Many of us have seen our work transformed in unimagined ways by the power and breadth of the information and communications revolution that we are all a part of.

[Cholera collage]
(Use "back" to return to the text.)

My own research on the environmental factors that converge to cause cholera has traveled many miles from the early days of the IBM 650 - to the sequencing of the organism that causes cholera, to handling vast amounts of climate data gathered by satellites, to easy communication with colleagues around the world, particularly those working in countries where cholera is still a deadly scourge.

The changes born of the information age have helped to change the way infectious diseases are understood, and opened new prospects for ameliorating their deadly consequences.

Today, I intend to take us a step forward to the frontiers of knowledge. I'll describe the National Science Foundation's vision of cyberinfrastructure for the future, and then provide some examples to illustrate why the time is ripe for action.

The first wave of the information and communications technology revolution has reshaped the once familiar landscape of the economy and has forced us to clear new paths in research, education, and business. It has swept across every field of research, and changed forever our scientific and educational horizons. New frontiers of knowledge, unimagined only a few years ago, are now open to us.

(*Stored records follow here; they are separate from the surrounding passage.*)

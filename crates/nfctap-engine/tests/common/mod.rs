//! Shared fixtures for engine integration tests.
//!
//! Each integration test binary compiles this module separately, so not
//! every helper is used by every binary.

#![allow(dead_code)]

use nfctap_core::constants::DEFAULT_SECTOR_KEY;
use nfctap_core::{ErrorKind, ReadResult, Tag, Technology};
use nfctap_engine::{EngineConfig, TagEngine};
use nfctap_hardware::mock::{MockRadio, MockRadioHandle, MockTag};
use nfctap_ndef::text_record;

/// Engine over a fresh mock radio.
pub fn engine(config: EngineConfig) -> (TagEngine<MockRadio>, MockRadioHandle) {
    let (radio, handle) = MockRadio::new();
    (TagEngine::new(radio, config), handle)
}

/// NDEF tag holding one text record.
pub fn ndef_text_tag(uid: Vec<u8>, text: &str) -> MockTag {
    let tag = Tag::builder(uid)
        .technology(Technology::NfcA)
        .ndef_message(vec![text_record(text).unwrap()])
        .type_name("NFC Forum Type 2")
        .build();
    MockTag::new(tag)
}

/// Writable NDEF tag with no message on it.
pub fn writable_ndef_tag() -> MockTag {
    let tag = Tag::builder(vec![0x04, 0x5A, 0x11, 0x22, 0x33, 0x44, 0x80])
        .technologies([Technology::NfcA, Technology::Ndef])
        .build();
    MockTag::new(tag)
}

/// Tag exposing only MifareClassic, `text` stored in sector 1 block 4.
pub fn sector_tag(text: &[u8]) -> MockTag {
    let tag = Tag::builder(vec![0x04, 0xAB, 0xCD, 0xEF])
        .technology(Technology::MifareClassic)
        .build();
    MockTag::new(tag)
        .with_sector_key(1, DEFAULT_SECTOR_KEY)
        .with_block(4, text)
}

/// Negotiates NDEF but carries no message and nothing else readable.
pub fn unreadable_tag() -> MockTag {
    let tag = Tag::builder(vec![0xE0, 0x04, 0x01, 0x50])
        .technologies([Technology::Ndef, Technology::NfcV])
        .type_name("ISO 15693")
        .build();
    MockTag::new(tag)
}

pub fn failure_kind(result: &ReadResult) -> Option<ErrorKind> {
    result.failure().map(|e| e.kind())
}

I believe we stand on the threshold of a new age of scientific exploration, one that will give us a deeper understanding of our planet and allow us to improve the quality of people's lives worldwide.

A great challenge today is to sustain the momentum of discovery and realize the progress that our new tools promise.

Science and technology have always been a powerful force for human progress. In the 21st century, more than ever before in history, we have the opportunity to advance global prosperity as we expand the frontiers of knowledge and make possible ever greater achievements. The conference title, "From Terabytes to Insights," points to this journey into new territory.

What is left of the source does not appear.